In October 2016, Bergamasco was selected in Italy's 22-man squad for their 2017 Rugby League World Cup qualifying campaign. He played at in two matches, kicking 7 goals for Italy against Serbia.

In March 2017, Bergamasco joined the Saluzzo Roosters during their inaugural season in the French National Division 2 competition.

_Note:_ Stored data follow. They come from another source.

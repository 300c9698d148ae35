//! Beatcut Media Model
//!
//! Defines the core data contracts for a beat-synchronized render job:
//! - **Analysis:** Detected tempo and beat timestamps, and the derived beat grid
//! - **Plan:** Per-clip specs, transition specs, and the assembled render plan
//!
//! All times are in seconds from the start of the audio track. Types in this
//! crate are immutable once constructed and carry no execution behavior.

pub mod analysis;
pub mod plan;

pub use analysis::*;
pub use plan::*;
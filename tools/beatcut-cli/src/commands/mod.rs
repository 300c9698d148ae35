pub mod check;
pub mod plan;
pub mod render;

In June 2017, Bergamasco represented Italy in their matches against Lebanon and Spain, kicking 13 goals against the latter. Bergamasco kicked 4 goals in Italy's pre-World Cup match against Malta in October.

== Personal life ==
Bergamasco is the son of Arturo and the younger brother of Mauro Bergamasco, both Italian internationals.

Bergamasco appeared on the cover and in the 2004 edition of Dieux du Stade, a calendar in which French rugby players pose nude. In 2007 he and his brother featured on the cover of the Italian version of the EA Sports game Rugby 08.

Bergamasco is a vegan since 2013. In 2017 he posed nude for one of PETA's ad campaigns advocating for the vegan lifestyle.

He was married to French Iranian journalist Ati Safavi. She became a vegan before him, inspiring him. They both appeared as testimonials for the Italian animal rights organization Lega Anti Vivisezione (LAV). They divorced in 2026.